Development of the Volkswagen continued, with the V3 (left), seen here at the Porsche Villa, with V1 (right). It now had a proper steel floor and a body much closer to the final one.
The biggest change was a brand new engine design. The various two-cylinder engines proved to not be up to the task, so Porsche engineer Franz Reimspiess was tasked with designing a new boxer four. Anyone familiar with the VW engines will recognize this, although it hadn’t yet sprouted the oil cooler on its case. Little did he know what an iconic engine he designed, built in endless permutations by the tens of millions, and still being built today (but not by VW).
The V3 having proved itself, the next step was a series of 30 cars (VW30) built by Mercedes, who had the facilities to do so. This body may look a bit retrograde with its smaller rear side windows, but it was actually a major step forward technologically. Unlike the steel-over-wood coachbuilt bodies of the earlier version, this was designed with production in mind. In conjunction with Ambi-Budd, the all-steel body was optimized to be as stiff, light and cheap to manufacture in vast quantities as possible. This resulted in using a lot of fluting (creases), which was a relatively new technology and made the panels much stiffer than if they had been flat or smooth.
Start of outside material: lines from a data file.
use bytes::Bytes;

use crate::{
    commands::{
        CommandContext, CommandError, CommandResult,
        stream_utils::{RangeBound, entries_to_resp, parse_range_bound},
    },
    key_value_store::StreamId,
    resp::RespValue,
    state::ServerState,
};

/// Represents the parsed arguments for the XRANGE command.
pub struct XrangeArguments {
    key: Bytes,
    start: StreamId,
    end: StreamId,
}

impl XrangeArguments {
    pub fn parse(arguments: Vec<Bytes>) -> Result<Self, CommandError> {
        if arguments.len() != 3 {
            return Err(CommandError::WrongNumberOfArguments("xrange".to_string()));
        }

        Ok(Self {
            key: arguments[0].clone(),
            start: parse_range_bound(&arguments[1], RangeBound::Start)?,
            end: parse_range_bound(&arguments[2], RangeBound::End)?,
        })
    }
}

/// Handles the Redis XRANGE command.
///
/// Returns every entry with `start <= id <= end` as `[[id, [field, value,
/// ...]], ...]`. A missing key yields an empty array.
pub fn xrange(
    state: &mut ServerState,
    _context: &CommandContext,
    arguments: Vec<Bytes>,
) -> Result<CommandResult, CommandError> {
    let xrange_arguments = XrangeArguments::parse(arguments)?;

    let response = match state.store.stream(&xrange_arguments.key)? {
        Some(stream) => entries_to_resp(stream.range(xrange_arguments.start, xrange_arguments.end)),
        None => RespValue::Array(Vec::new()),
    };

    Ok(CommandResult::Response(response))
}
use thiserror::Error;

use crate::{key_value_store::StoreError, resp::RespValue, transactions::StateError};

/// Command-semantic errors. Each renders to an error reply and leaves the
/// connection usable.
#[derive(Error, Debug, PartialEq)]
pub enum CommandError {
    #[error("empty command")]
    EmptyCommand,
    #[error("unknown command '{0}'")]
    UnknownCommand(String),
    #[error("wrong number of arguments for '{0}' command")]
    WrongNumberOfArguments(String),
    #[error("syntax error")]
    SyntaxError,
    #[error("invalid expire time in 'set' command")]
    InvalidSetCommandExpiration,
    #[error("WRONGTYPE Operation against a key holding the wrong kind of value")]
    WrongType,
    #[error("value is not an integer or out of range")]
    NotAnInteger,
    #[error("increment or decrement would overflow")]
    IncrementOverflow,
    #[error("invalid glob pattern: {0}")]
    InvalidGlobPattern(String),
    #[error("Invalid stream ID specified as stream command argument")]
    InvalidStreamId,
    #[error("The ID specified in XADD must be greater than 0-0")]
    StreamIdZero,
    #[error("The ID specified in XADD is equal or smaller than the target stream top item")]
    StreamIdNotIncreasing,
    #[error("timeout is not an integer or out of range")]
    InvalidXReadBlockDuration,
    #[error("Unbalanced 'xread' list of streams: for each stream key an ID or '$' must be specified.")]
    UnbalancedXReadStreams,
    #[error("EXEC without MULTI")]
    ExecWithoutMulti,
    #[error("DISCARD without MULTI")]
    DiscardWithoutMulti,
    #[error("transaction error: {0}")]
    TransactionError(#[from] StateError),
    #[error("invalid INFO section")]
    InvalidInfoSection,
    #[error("invalid REPLCONF command")]
    InvalidReplconfCommand,
    #[error("invalid PSYNC offset")]
    InvalidPsyncOffset,
    #[error("invalid WAIT command argument")]
    InvalidWaitCommandArgument,
    #[error("READONLY You can't write against a read only replica.")]
    ReadOnlyReplica,
}

impl CommandError {
    pub fn as_resp(&self) -> RespValue {
        match self {
            CommandError::WrongType | CommandError::ReadOnlyReplica => {
                RespValue::Error(self.to_string())
            }
            other => RespValue::Error(format!("ERR {}", other)),
        }
    }
}

impl From<StoreError> for CommandError {
    fn from(error: StoreError) -> Self {
        match error {
            StoreError::WrongType => CommandError::WrongType,
            StoreError::NotAnInteger => CommandError::NotAnInteger,
            StoreError::IncrementOverflow => CommandError::IncrementOverflow,
            StoreError::InvalidExpiration => CommandError::InvalidSetCommandExpiration,
            StoreError::StreamIdZero => CommandError::StreamIdZero,
            StoreError::StreamIdNotIncreasing => CommandError::StreamIdNotIncreasing,
        }
    }
}
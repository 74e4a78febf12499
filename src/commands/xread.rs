use std::time::Duration;

use bytes::Bytes;
use tokio::time::Instant;

use crate::{
    blocking::BlockedReader,
    commands::{
        CommandContext, CommandError, CommandResult,
        command_utils::{is_keyword, parse_number},
        stream_utils::{entries_to_resp, parse_exclusive_id},
    },
    key_value_store::StreamId,
    resp::RespValue,
    state::ServerState,
};

/// Represents the parsed arguments for the XREAD command.
///
/// Format: `XREAD [BLOCK milliseconds] STREAMS key1 key2 ... id1 id2 ...`
#[derive(Debug, PartialEq)]
pub struct XreadArguments {
    /// Blocking duration in milliseconds; `Some(0)` blocks forever.
    block: Option<u64>,
    /// `(key, id)` pairs, with the id still unresolved (`$` is kept as is).
    streams: Vec<(Bytes, Bytes)>,
}

impl XreadArguments {
    /// Parses command arguments into structured XreadArguments.
    ///
    /// # Returns
    ///
    /// * `Ok(XreadArguments)` - Successfully parsed arguments
    /// * `Err(CommandError::InvalidXReadBlockDuration)` - If the block duration is not a number
    /// * `Err(CommandError::SyntaxError)` - If an unknown option appears or `STREAMS` is missing
    /// * `Err(CommandError::UnbalancedXReadStreams)` - If keys and ids do not pair up
    pub fn parse(arguments: Vec<Bytes>) -> Result<Self, CommandError> {
        let mut block = None;
        let mut index = 0;

        loop {
            let Some(option) = arguments.get(index) else {
                return Err(CommandError::SyntaxError);
            };

            if is_keyword(option, "BLOCK") {
                let duration = arguments
                    .get(index + 1)
                    .and_then(|duration| parse_number::<u64>(duration))
                    .ok_or(CommandError::InvalidXReadBlockDuration)?;

                block = Some(duration);
                index += 2;
            } else if is_keyword(option, "STREAMS") {
                index += 1;
                break;
            } else {
                return Err(CommandError::SyntaxError);
            }
        }

        let data = &arguments[index..];

        if data.is_empty() || data.len() % 2 != 0 {
            return Err(CommandError::UnbalancedXReadStreams);
        }

        let (keys, ids) = data.split_at(data.len() / 2);

        Ok(Self {
            block,
            streams: keys.iter().cloned().zip(ids.iter().cloned()).collect(),
        })
    }
}

/// Handles the Redis XREAD command.
///
/// Replies at once with `[[key, entries], ...]` for every stream that has
/// entries past the requested id. When nothing qualifies, a non-blocking read
/// (or any read inside EXEC) replies with a null bulk string, while a blocking
/// read registers one waiter per stream and suspends the client.
pub fn xread(
    state: &mut ServerState,
    context: &CommandContext,
    arguments: Vec<Bytes>,
) -> Result<CommandResult, CommandError> {
    let xread_arguments = XreadArguments::parse(arguments)?;

    let mut requests: Vec<(Bytes, StreamId)> = Vec::with_capacity(xread_arguments.streams.len());

    for (key, id) in xread_arguments.streams {
        let since_id = if id.as_ref() == b"$" {
            state
                .store
                .stream(&key)?
                .map_or(StreamId::ZERO, |stream| stream.last_id())
        } else {
            parse_exclusive_id(&id)?
        };

        requests.push((key, since_id));
    }

    let mut response = Vec::new();

    for (key, since_id) in &requests {
        let Some(stream) = state.store.stream(key)? else {
            continue;
        };

        let entries = stream.entries_after(*since_id);

        if !entries.is_empty() {
            response.push(RespValue::Array(vec![
                RespValue::BulkString(key.clone()),
                entries_to_resp(entries),
            ]));
        }
    }

    if !response.is_empty() {
        return Ok(CommandResult::Response(RespValue::Array(response)));
    }

    let Some(block) = xread_arguments.block else {
        return Ok(CommandResult::Response(RespValue::NullBulkString));
    };

    if context.in_transaction {
        return Ok(CommandResult::Response(RespValue::NullBulkString));
    }

    let deadline = match block {
        0 => None,
        milliseconds => Some(Instant::now() + Duration::from_millis(milliseconds)),
    };

    for (stream_key, since_id) in requests {
        state.blocking.register(BlockedReader {
            client_id: context.client_id,
            stream_key,
            since_id,
            deadline,
        });
    }

    Ok(CommandResult::Blocked)
}

#[cfg(test)]
mod tests {
    use bytes::Bytes;

    use crate::commands::CommandError;

    use super::XreadArguments;

    fn arguments(parts: &[&'static str]) -> Vec<Bytes> {
        parts
            .iter()
            .map(|part| Bytes::from_static(part.as_bytes()))
            .collect()
    }

    fn streams(pairs: &[(&'static str, &'static str)]) -> Vec<(Bytes, Bytes)> {
        pairs
            .iter()
            .map(|(key, id)| (Bytes::from_static(key.as_bytes()), Bytes::from_static(id.as_bytes())))
            .collect()
    }

    #[test]
    fn test_parse_xread_arguments() {
        let test_cases = vec![
            (
                arguments(&["STREAMS", "a", "0-0"]),
                Ok(XreadArguments {
                    block: None,
                    streams: streams(&[("a", "0-0")]),
                }),
            ),
            (
                arguments(&["block", "1500", "streams", "a", "b", "$", "5-1"]),
                Ok(XreadArguments {
                    block: Some(1500),
                    streams: streams(&[("a", "$"), ("b", "5-1")]),
                }),
            ),
            (
                arguments(&["BLOCK", "soon", "STREAMS", "a", "0"]),
                Err(CommandError::InvalidXReadBlockDuration),
            ),
            (
                arguments(&["STREAMS", "a", "b", "0"]),
                Err(CommandError::UnbalancedXReadStreams),
            ),
            (arguments(&["COUNT", "1", "STREAMS", "a", "0"]), Err(CommandError::SyntaxError)),
            (arguments(&["BLOCK", "0"]), Err(CommandError::SyntaxError)),
        ];

        for (input, expected) in test_cases {
            assert_eq!(
                XreadArguments::parse(input.clone()),
                expected,
                "parsing XREAD arguments {:?}",
                input
            );
        }
    }
}
mod transaction_handler;

pub use transaction_handler::{StateError, TransactionManager};
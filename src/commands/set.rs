use bytes::Bytes;
use jiff::SignedDuration;

use crate::{
    commands::{
        CommandContext, CommandError, CommandResult,
        command_utils::{is_keyword, ok_response, parse_number},
    },
    state::ServerState,
};

/// Represents the parsed arguments for SET command
#[derive(Debug, PartialEq)]
pub struct SetArguments {
    /// The key name to store the value under
    key: Bytes,
    /// The value to be stored under the given key
    value: Bytes,
    /// Time to live, if the key should expire
    ttl: Option<SignedDuration>,
}

impl SetArguments {
    /// Parses command arguments into a SetArguments structure.
    ///
    /// # Arguments
    ///
    /// * `arguments` - Either `[key, value]` or `[key, value, PX|EX, amount]`
    ///
    /// # Returns
    ///
    /// * `Ok(SetArguments)` - Successfully parsed arguments
    /// * `Err(CommandError::WrongNumberOfArguments)` - If the argument count is not 2 or 4
    /// * `Err(CommandError::SyntaxError)` - If the option is neither `PX` nor `EX`
    /// * `Err(CommandError::InvalidSetCommandExpiration)` - If the amount is not a non-negative integer
    ///
    /// # Examples
    ///
    /// ```ignore
    /// // SET mykey hello PX 1000 expires one second from now
    /// let result = SetArguments::parse(vec!["mykey".into(), "hello".into(), "PX".into(), "1000".into()]);
    /// ```
    pub fn parse(arguments: Vec<Bytes>) -> Result<Self, CommandError> {
        if arguments.len() != 2 && arguments.len() != 4 {
            return Err(CommandError::WrongNumberOfArguments("set".to_string()));
        }

        let mut ttl: Option<SignedDuration> = None;

        if arguments.len() == 4 {
            let amount = parse_number::<i64>(&arguments[3])
                .filter(|amount| *amount >= 0)
                .ok_or(CommandError::InvalidSetCommandExpiration)?;

            ttl = if is_keyword(&arguments[2], "PX") {
                Some(SignedDuration::from_millis(amount))
            } else if is_keyword(&arguments[2], "EX") {
                Some(SignedDuration::from_secs(amount))
            } else {
                return Err(CommandError::SyntaxError);
            };
        }

        Ok(Self {
            key: arguments[0].clone(),
            value: arguments[1].clone(),
            ttl,
        })
    }
}

/// Handles the Redis SET command.
///
/// Overwrites any existing value. Without an expiry option any previous
/// deadline on the key is cleared.
pub fn set(
    state: &mut ServerState,
    _context: &CommandContext,
    arguments: Vec<Bytes>,
) -> Result<CommandResult, CommandError> {
    let set_arguments = SetArguments::parse(arguments)?;

    state
        .store
        .set(set_arguments.key, set_arguments.value, set_arguments.ttl)?;

    Ok(CommandResult::Response(ok_response()))
}
use bytes::Bytes;

use crate::{
    commands::{CommandContext, CommandError, CommandResult, stream_utils::parse_xadd_id},
    key_value_store::{StreamIdRequest, unix_time_millis},
    resp::RespValue,
    state::ServerState,
};

pub struct XaddArguments {
    key: Bytes,
    id: StreamIdRequest,
    fields: Vec<(Bytes, Bytes)>,
}

impl XaddArguments {
    /// Parses `key id field value [field value ...]`.
    pub fn parse(arguments: Vec<Bytes>) -> Result<Self, CommandError> {
        if arguments.len() < 4 || arguments.len() % 2 != 0 {
            return Err(CommandError::WrongNumberOfArguments("xadd".to_string()));
        }

        let id = parse_xadd_id(&arguments[1])?;

        let fields = arguments[2..]
            .chunks_exact(2)
            .map(|pair| (pair[0].clone(), pair[1].clone()))
            .collect();

        Ok(Self {
            key: arguments[0].clone(),
            id,
            fields,
        })
    }
}

/// Handles the Redis XADD command.
///
/// Appends an entry, creating the stream if needed, and answers any blocked
/// XREAD the new entry satisfies.
///
/// # Returns
///
/// * `Ok(CommandResult::Response)` - The id of the new entry as a bulk string
/// * `Err(CommandError::StreamIdZero)` - If the id resolves to `0-0`
/// * `Err(CommandError::StreamIdNotIncreasing)` - If the id is not above the stream's top entry
/// * `Err(CommandError::WrongType)` - If the key holds a string
pub fn xadd(
    state: &mut ServerState,
    _context: &CommandContext,
    arguments: Vec<Bytes>,
) -> Result<CommandResult, CommandError> {
    let xadd_arguments = XaddArguments::parse(arguments)?;

    let id = state.store.xadd(
        xadd_arguments.key.clone(),
        xadd_arguments.id,
        xadd_arguments.fields,
        unix_time_millis(),
    )?;

    state.wake_blocked_readers(&xadd_arguments.key, id);

    Ok(CommandResult::Response(RespValue::bulk(id.to_string())))
}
These 30 cars were subjected to a grueling one million kilometer test regime. This took place during 1937, and is a key element in why the Beetle emerged as a relatively durable product from the beginning, and was so effective during the war in its Kübelwagen form.
A lot of Porsche’s time was spent not just on the car itself, but on the process of making them by the millions. He and a few associates went to visit Ford’s River Rouge plant in 1937, to see the vaunted Ford process with their own eyes. They were ferried to the plant in a new 1937 Zephyr, and when Porsche noticed the front hinged door, he telegraphed back to Stuttgart with orders to change the Beetle’s door to front hinged too.
And just in the nick of time, as long time Porsche body designer Erwin Komenda was just finalizing the Volkswagen’s definitive body. These are the wood body bucks, from which the tooling was to be made. The front fenders were yet to be changed to accommodate smoother flush head lights.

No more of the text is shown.